- [Supplied material]
--- START ---
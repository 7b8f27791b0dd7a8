use std::f64::consts::PI;

use proptest::prelude::*;
use skim_core::{delta_phi, delta_r, LorentzVector};

#[test]
fn cartesian_round_trip_preserves_components() {
    let lv = LorentzVector::from_pt_eta_phi_m(200.0, 0.1, 0.5, 60.0);
    let back = LorentzVector::from_cartesian(lv.energy(), lv.px(), lv.py(), lv.pz());
    assert!((back.pt() - 200.0).abs() < 1e-9);
    assert!((back.eta() - 0.1).abs() < 1e-9);
    assert!((back.phi() - 0.5).abs() < 1e-9);
    assert!((back.mass() - 60.0).abs() < 1e-6);
}

#[test]
fn scaling_keeps_direction() {
    let lv = LorentzVector::from_pt_eta_phi_m(50.0, -1.2, 2.0, 5.0);
    let scaled = lv * 1.1;
    assert!((scaled.pt() - 55.0).abs() < 1e-12);
    assert!((scaled.mass() - 5.5).abs() < 1e-12);
    assert_eq!(scaled.eta(), lv.eta());
    assert_eq!(scaled.phi(), lv.phi());
    assert!((scaled.energy() - 1.1 * lv.energy()).abs() < 1e-9);
}

#[test]
fn delta_phi_wraps_across_pi() {
    let d = delta_phi(PI - 0.1, -PI + 0.1);
    assert!((d + 0.2).abs() < 1e-12);
    assert!((delta_r(0.0, PI - 0.1, 0.0, -PI + 0.1) - 0.2).abs() < 1e-12);
}

proptest! {
    #[test]
    fn delta_phi_stays_in_range(a in -10.0f64..10.0, b in -10.0f64..10.0) {
        let d = delta_phi(a, b);
        prop_assert!(d >= -PI - 1e-12 && d < PI + 1e-12);
    }

    #[test]
    fn delta_r_is_symmetric(ea in -3.0f64..3.0, pa in -4.0f64..4.0, eb in -3.0f64..3.0, pb in -4.0f64..4.0) {
        let forward = delta_r(ea, pa, eb, pb);
        let backward = delta_r(eb, pb, ea, pa);
        prop_assert!((forward - backward).abs() < 1e-9);
    }
}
--- END ---
- [Your goal] Print out the records exactly as they were entered.

- [Finished task]
repository 7b8f27791b0dd7a8
use std::f64::consts::PI;

use proptest::prelude::*;
use skim_core::{delta_phi, delta_r, LorentzVector};

#[test]
fn cartesian_round_trip_preserves_components() {
    let lv = LorentzVector::from_pt_eta_phi_m(200.0, 0.1, 0.5, 60.0);
    let back = LorentzVector::from_cartesian(lv.energy(), lv.px(), lv.py(), lv.pz());
    assert!((back.pt() - 200.0).abs() < 1e-9);
    assert!((back.eta() - 0.1).abs() < 1e-9);
    assert!((back.phi() - 0.5).abs() < 1e-9);
    assert!((back.mass() - 60.0).abs() < 1e-6);
}

#[test]
fn scaling_keeps_direction() {
    let lv = LorentzVector::from_pt_eta_phi_m(50.0, -1.2, 2.0, 5.0);
    let scaled = lv * 1.1;
    assert!((scaled.pt() - 55.0).abs() < 1e-12);
    assert!((scaled.mass() - 5.5).abs() < 1e-12);
    assert_eq!(scaled.eta(), lv.eta());
    assert_eq!(scaled.phi(), lv.phi());
    assert!((scaled.energy() - 1.1 * lv.energy()).abs() < 1e-9);
}

#[test]
fn delta_phi_wraps_across_pi() {
    let d = delta_phi(PI - 0.1, -PI + 0.1);
    assert!((d + 0.2).abs() < 1e-12);
    assert!((delta_r(0.0, PI - 0.1, 0.0, -PI + 0.1) - 0.2).abs() < 1e-12);
}

proptest! {
    #[test]
    fn delta_phi_stays_in_range(a in -10.0f64..10.0, b in -10.0f64..10.0) {
        let d = delta_phi(a, b);
        prop_assert!(d >= -PI - 1e-12 && d < PI + 1e-12);
    }

    #[test]
    fn delta_r_is_symmetric(ea in -3.0f64..3.0, pa in -4.0f64..4.0, eb in -3.0f64..3.0, pb in -4.0f64..4.0) {
        let forward = delta_r(ea, pa, eb, pb);
        let backward = delta_r(eb, pb, ea, pa);
        prop_assert!((forward - backward).abs() < 1e-9);
    }
}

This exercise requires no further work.